use std::path::{Path, PathBuf};
use std::sync::OnceLock;

use anyhow::Context;
use serde::{Deserialize, Serialize};

use crate::module::catalog::{
    IdConvention, PipelineSpec, SourceFormat, SourceSpec, TleSource, DEFAULT_RECORD_MARKER,
};

pub const CONFIG_PATH: &str = "config.toml";
pub const API_KEY_ENV: &str = "N2YO_API_KEY";

pub const GCAT_SATCAT_URL: &str = "https://planet4589.org/space/gcat/data/cat/satcat.html";
pub const CELESTRAK_ACTIVE_CSV_URL: &str = "https://celestrak.org/NORAD/elements/gp.php?GROUP=active&FORMAT=csv";
pub const CELESTRAK_ACTIVE_TLE_URL: &str = "https://celestrak.org/NORAD/elements/gp.php?GROUP=active&FORMAT=tle";

/// Fields kept from the Celestrak GP CSV
const ACTIVE_SELECT_FIELDS: &[&str] = &[
    "OBJECT_NAME",
    "NORAD_CAT_ID",
    "OBJECT_TYPE",
    "RCS_SIZE",
    "COUNTRY_CODE",
    "LAUNCH_DATE",
    "EPOCH",
    "MEAN_MOTION",
    "ECCENTRICITY",
    "INCLINATION",
    "RA_OF_ASC_NODE",
    "ARG_OF_PERICENTER",
    "MEAN_ANOMALY",
    "SEMIMAJOR_AXIS",
    "PERIOD",
    "APOAPSIS",
    "PERIAPSIS",
    "DECAY_DATE",
];

const ACTIVE_NUMERIC_FIELDS: &[&str] = &[
    "MEAN_MOTION",
    "ECCENTRICITY",
    "INCLINATION",
    "RA_OF_ASC_NODE",
    "ARG_OF_PERICENTER",
    "MEAN_ANOMALY",
    "SEMIMAJOR_AXIS",
    "PERIOD",
    "APOAPSIS",
    "PERIAPSIS",
];

#[derive(Debug, Clone, Serialize, Deserialize)]
pub struct BackendConfig {
    #[serde(default = "default_log_level")]
    pub log_level: String,

    #[serde(default = "default_log_dir")]
    pub log_dir: PathBuf,

    /// Log files older than this are removed by the cleanup task
    #[serde(default = "default_log_retention_days")]
    pub log_retention_days: u64,

    #[serde(default = "default_output_dir")]
    pub output_dir: PathBuf,

    /// Keep a dated raw copy of every primary source
    #[serde(default = "default_archive_raw")]
    pub archive_raw: bool,

    #[serde(default = "default_request_timeout_secs")]
    pub request_timeout_secs: u64,

    #[serde(default = "default_user_agent")]
    pub user_agent: String,

    /// N2YO API key; `N2YO_API_KEY` is used when unset
    #[serde(default)]
    pub n2yo_api_key: Option<String>,

    #[serde(default = "default_pipelines")]
    pub pipelines: Vec<PipelineSpec>,
}

fn default_log_level() -> String {
    "info".to_string()
}

fn default_log_dir() -> PathBuf {
    PathBuf::from("logs")
}

fn default_log_retention_days() -> u64 {
    3
}

fn default_output_dir() -> PathBuf {
    PathBuf::from("data")
}

fn default_archive_raw() -> bool {
    true
}

fn default_request_timeout_secs() -> u64 {
    60
}

fn default_user_agent() -> String {
    "Mozilla/5.0 satcat-backend/0.1".to_string()
}

fn strings(names: &[&str]) -> Vec<String> {
    names.iter().map(|s| s.to_string()).collect()
}

/// GCAT master list joined with the Celestrak active list, and the active
/// list on its own with bulk TLE.
pub fn default_pipelines() -> Vec<PipelineSpec> {
    let active = SourceSpec {
        label: "ACTIVE".to_string(),
        url: CELESTRAK_ACTIVE_CSV_URL.to_string(),
        format: SourceFormat::Csv,
        id_column: Some("NORAD_CAT_ID".to_string()),
        id_convention: IdConvention::Norad,
        select_fields: None,
        numeric_fields: Vec::new(),
        limit: None,
    };

    vec![
        PipelineSpec {
            name: "satellite_master_list".to_string(),
            primary: SourceSpec {
                label: "SATCAT".to_string(),
                url: GCAT_SATCAT_URL.to_string(),
                format: SourceFormat::FixedWidthHtml {
                    record_marker: DEFAULT_RECORD_MARKER,
                },
                id_column: None,
                id_convention: IdConvention::Jcat,
                select_fields: None,
                numeric_fields: Vec::new(),
                limit: None,
            },
            secondary: Some(active.clone()),
            tle: None,
            table_name: "satellites".to_string(),
            status_field: "STATUS".to_string(),
            data_source: Some("planet4589.org + Celestrak".to_string()),
        },
        PipelineSpec {
            name: "active".to_string(),
            primary: SourceSpec {
                select_fields: Some(strings(ACTIVE_SELECT_FIELDS)),
                numeric_fields: strings(ACTIVE_NUMERIC_FIELDS),
                ..active
            },
            secondary: None,
            tle: Some(TleSource::Bulk {
                url: CELESTRAK_ACTIVE_TLE_URL.to_string(),
            }),
            table_name: "satellites_tle".to_string(),
            status_field: "STATUS".to_string(),
            data_source: None,
        },
    ]
}

impl Default for BackendConfig {
    fn default() -> Self {
        Self {
            log_level: default_log_level(),
            log_dir: default_log_dir(),
            log_retention_days: default_log_retention_days(),
            output_dir: default_output_dir(),
            archive_raw: default_archive_raw(),
            request_timeout_secs: default_request_timeout_secs(),
            user_agent: default_user_agent(),
            n2yo_api_key: None,
            pipelines: default_pipelines(),
        }
    }
}

impl BackendConfig {
    pub fn from_file(path: impl AsRef<Path>) -> anyhow::Result<Self> {
        let path = path.as_ref();
        let content = std::fs::read_to_string(path)
            .context(format!("Failed to read config file {:?}", path))?;
        let config: BackendConfig = toml::from_str(&content)
            .context(format!("Failed to parse config file {:?}", path))?;
        Ok(config)
    }

    /// Configured key, else the environment
    pub fn api_key(&self) -> Option<String> {
        resolve_api_key(self.n2yo_api_key.as_deref(), std::env::var(API_KEY_ENV).ok())
    }

    pub fn archive_dir(&self) -> PathBuf {
        self.output_dir.join("archive")
    }
}

fn resolve_api_key(configured: Option<&str>, env: Option<String>) -> Option<String> {
    configured
        .map(str::to_string)
        .or(env)
        .filter(|key| !key.trim().is_empty())
}

pub static CONFIG: OnceLock<BackendConfig> = OnceLock::new();

/// Load `config.toml` into [`CONFIG`]. A missing file means defaults; a
/// file that does not parse is an error.
pub fn read_config() -> anyhow::Result<&'static BackendConfig> {
    let path = Path::new(CONFIG_PATH);
    let config = if path.exists() {
        BackendConfig::from_file(path)?
    } else {
        BackendConfig::default()
    };

    CONFIG
        .set(config)
        .map_err(|_| anyhow::anyhow!("Configuration already loaded"))?;
    CONFIG
        .get()
        .ok_or_else(|| anyhow::anyhow!("Configuration not initialized"))
}

#[cfg(test)]
mod tests {
    use super::*;
    use std::io::Write;

    #[test]
    fn test_defaults() {
        let config = BackendConfig::default();
        assert_eq!(config.log_level, "info");
        assert_eq!(config.log_retention_days, 3);
        assert_eq!(config.pipelines.len(), 2);
        assert_eq!(config.pipelines[0].primary.url, GCAT_SATCAT_URL);
        assert_eq!(config.archive_dir(), PathBuf::from("data").join("archive"));
    }

    #[test]
    fn test_from_file_partial() {
        let mut file = tempfile::NamedTempFile::new().unwrap();
        writeln!(file, "log_level = \"debug\"\noutput_dir = \"out\"").unwrap();

        let config = BackendConfig::from_file(file.path()).unwrap();
        assert_eq!(config.log_level, "debug");
        assert_eq!(config.output_dir, PathBuf::from("out"));
        assert_eq!(config.request_timeout_secs, 60);
        assert_eq!(config.pipelines.len(), 2);
    }

    #[test]
    fn test_from_file_with_pipeline() {
        let mut file = tempfile::NamedTempFile::new().unwrap();
        write!(
            file,
            r#"
            n2yo_api_key = "KEY"

            [[pipelines]]
            name = "n2yo"
            [pipelines.primary]
            label = "ACTIVE"
            url = "{}"
            format = {{ kind = "csv" }}
            limit = 100
            [pipelines.tle]
            kind = "per_object"
            url_template = "https://api.n2yo.com/rest/v1/satellite/tle/{{id}}?apiKey={{api_key}}"
            "#,
            CELESTRAK_ACTIVE_CSV_URL
        )
        .unwrap();

        let config = BackendConfig::from_file(file.path()).unwrap();
        assert_eq!(config.pipelines.len(), 1);
        assert_eq!(config.pipelines[0].primary.limit, Some(100));
        assert_eq!(config.api_key().as_deref(), Some("KEY"));
    }

    #[test]
    fn test_invalid_file_is_error() {
        let mut file = tempfile::NamedTempFile::new().unwrap();
        writeln!(file, "log_level = [").unwrap();
        assert!(BackendConfig::from_file(file.path()).is_err());
        assert!(BackendConfig::from_file("/nonexistent/config.toml").is_err());
    }

    #[test]
    fn test_resolve_api_key() {
        assert_eq!(resolve_api_key(Some("a"), Some("b".to_string())).as_deref(), Some("a"));
        assert_eq!(resolve_api_key(None, Some("b".to_string())).as_deref(), Some("b"));
        assert_eq!(resolve_api_key(Some("  "), None), None);
        assert_eq!(resolve_api_key(None, None), None);
    }
}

********

DESCRIPTION OF THE TASK: Please, from the material above, copy only the lines from the line with "pub static CONFIG: OnceLock<BackendConfig>" up to and including the line with "assert_eq!(config.pipelines.len(), 1);", exactly as written.

EXPECTED ANSWER:
pub static CONFIG: OnceLock<BackendConfig> = OnceLock::new();

/// Load `config.toml` into [`CONFIG`]. A missing file means defaults; a
/// file that does not parse is an error.
pub fn read_config() -> anyhow::Result<&'static BackendConfig> {
    let path = Path::new(CONFIG_PATH);
    let config = if path.exists() {
        BackendConfig::from_file(path)?
    } else {
        BackendConfig::default()
    };

    CONFIG
        .set(config)
        .map_err(|_| anyhow::anyhow!("Configuration already loaded"))?;
    CONFIG
        .get()
        .ok_or_else(|| anyhow::anyhow!("Configuration not initialized"))
}

#[cfg(test)]
mod tests {
    use super::*;
    use std::io::Write;

    #[test]
    fn test_defaults() {
        let config = BackendConfig::default();
        assert_eq!(config.log_level, "info");
        assert_eq!(config.log_retention_days, 3);
        assert_eq!(config.pipelines.len(), 2);
        assert_eq!(config.pipelines[0].primary.url, GCAT_SATCAT_URL);
        assert_eq!(config.archive_dir(), PathBuf::from("data").join("archive"));
    }

    #[test]
    fn test_from_file_partial() {
        let mut file = tempfile::NamedTempFile::new().unwrap();
        writeln!(file, "log_level = \"debug\"\noutput_dir = \"out\"").unwrap();

        let config = BackendConfig::from_file(file.path()).unwrap();
        assert_eq!(config.log_level, "debug");
        assert_eq!(config.output_dir, PathBuf::from("out"));
        assert_eq!(config.request_timeout_secs, 60);
        assert_eq!(config.pipelines.len(), 2);
    }

    #[test]
    fn test_from_file_with_pipeline() {
        let mut file = tempfile::NamedTempFile::new().unwrap();
        write!(
            file,
            r#"
            n2yo_api_key = "KEY"

            [[pipelines]]
            name = "n2yo"
            [pipelines.primary]
            label = "ACTIVE"
            url = "{}"
            format = {{ kind = "csv" }}
            limit = 100
            [pipelines.tle]
            kind = "per_object"
            url_template = "https://api.n2yo.com/rest/v1/satellite/tle/{{id}}?apiKey={{api_key}}"
            "#,
            CELESTRAK_ACTIVE_CSV_URL
        )
        .unwrap();

        let config = BackendConfig::from_file(file.path()).unwrap();
        assert_eq!(config.pipelines.len(), 1);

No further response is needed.